_Work request_
Go through the data below and copy each line that includes "secs".

(Data records)
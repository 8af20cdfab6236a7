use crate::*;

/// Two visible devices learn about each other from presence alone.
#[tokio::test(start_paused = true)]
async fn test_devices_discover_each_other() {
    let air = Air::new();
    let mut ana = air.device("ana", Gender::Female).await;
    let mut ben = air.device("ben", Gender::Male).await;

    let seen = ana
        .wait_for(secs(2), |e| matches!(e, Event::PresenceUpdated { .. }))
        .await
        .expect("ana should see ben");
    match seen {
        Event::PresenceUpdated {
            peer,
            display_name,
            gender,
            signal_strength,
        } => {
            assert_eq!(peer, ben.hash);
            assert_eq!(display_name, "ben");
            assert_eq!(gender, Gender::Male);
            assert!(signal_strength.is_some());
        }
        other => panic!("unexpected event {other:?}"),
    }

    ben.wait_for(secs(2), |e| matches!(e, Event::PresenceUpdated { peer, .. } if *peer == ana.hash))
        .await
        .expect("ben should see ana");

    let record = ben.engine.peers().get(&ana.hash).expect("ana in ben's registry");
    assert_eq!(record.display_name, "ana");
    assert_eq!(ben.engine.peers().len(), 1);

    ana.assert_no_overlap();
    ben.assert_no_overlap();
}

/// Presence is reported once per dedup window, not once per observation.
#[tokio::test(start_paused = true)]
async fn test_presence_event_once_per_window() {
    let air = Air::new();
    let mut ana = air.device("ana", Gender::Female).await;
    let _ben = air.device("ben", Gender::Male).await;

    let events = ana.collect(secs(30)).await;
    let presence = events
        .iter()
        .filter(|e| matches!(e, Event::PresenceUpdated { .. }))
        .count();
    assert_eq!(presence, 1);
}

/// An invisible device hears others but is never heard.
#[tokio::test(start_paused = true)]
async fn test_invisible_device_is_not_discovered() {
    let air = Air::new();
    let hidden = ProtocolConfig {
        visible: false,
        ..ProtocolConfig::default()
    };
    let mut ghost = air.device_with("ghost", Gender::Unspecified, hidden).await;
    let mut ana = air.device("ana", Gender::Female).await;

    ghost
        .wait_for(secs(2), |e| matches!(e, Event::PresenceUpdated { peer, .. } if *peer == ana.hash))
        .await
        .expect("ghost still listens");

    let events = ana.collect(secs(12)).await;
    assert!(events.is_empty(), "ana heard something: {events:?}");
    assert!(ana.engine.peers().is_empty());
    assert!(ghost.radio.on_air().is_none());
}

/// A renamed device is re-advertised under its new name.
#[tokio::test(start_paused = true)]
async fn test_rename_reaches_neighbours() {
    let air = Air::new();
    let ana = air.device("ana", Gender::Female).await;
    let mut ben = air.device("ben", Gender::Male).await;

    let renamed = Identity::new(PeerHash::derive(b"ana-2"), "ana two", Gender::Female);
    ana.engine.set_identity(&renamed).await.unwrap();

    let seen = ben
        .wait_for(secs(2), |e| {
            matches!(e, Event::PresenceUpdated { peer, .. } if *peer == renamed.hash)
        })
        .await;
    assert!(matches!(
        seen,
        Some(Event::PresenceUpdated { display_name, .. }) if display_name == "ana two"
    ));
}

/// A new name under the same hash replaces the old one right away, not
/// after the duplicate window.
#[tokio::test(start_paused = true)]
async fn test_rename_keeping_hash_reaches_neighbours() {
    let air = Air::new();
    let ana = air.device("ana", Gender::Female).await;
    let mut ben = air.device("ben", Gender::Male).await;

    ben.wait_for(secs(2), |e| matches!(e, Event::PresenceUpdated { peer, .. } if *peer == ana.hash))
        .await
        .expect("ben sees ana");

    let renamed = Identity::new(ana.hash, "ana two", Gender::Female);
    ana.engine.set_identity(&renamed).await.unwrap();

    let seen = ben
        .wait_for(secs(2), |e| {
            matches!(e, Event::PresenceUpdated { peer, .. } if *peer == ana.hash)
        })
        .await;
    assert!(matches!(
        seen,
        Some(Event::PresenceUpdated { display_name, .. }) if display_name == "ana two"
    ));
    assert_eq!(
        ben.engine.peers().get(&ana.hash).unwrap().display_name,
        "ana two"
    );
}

_Result of this exercise_
        .wait_for(secs(2), |e| matches!(e, Event::PresenceUpdated { .. }))
    ben.wait_for(secs(2), |e| matches!(e, Event::PresenceUpdated { peer, .. } if *peer == ana.hash))
    let events = ana.collect(secs(30)).await;
        .wait_for(secs(2), |e| matches!(e, Event::PresenceUpdated { peer, .. } if *peer == ana.hash))
    let events = ana.collect(secs(12)).await;
        .wait_for(secs(2), |e| {
    ben.wait_for(secs(2), |e| matches!(e, Event::PresenceUpdated { peer, .. } if *peer == ana.hash))
        .wait_for(secs(2), |e| {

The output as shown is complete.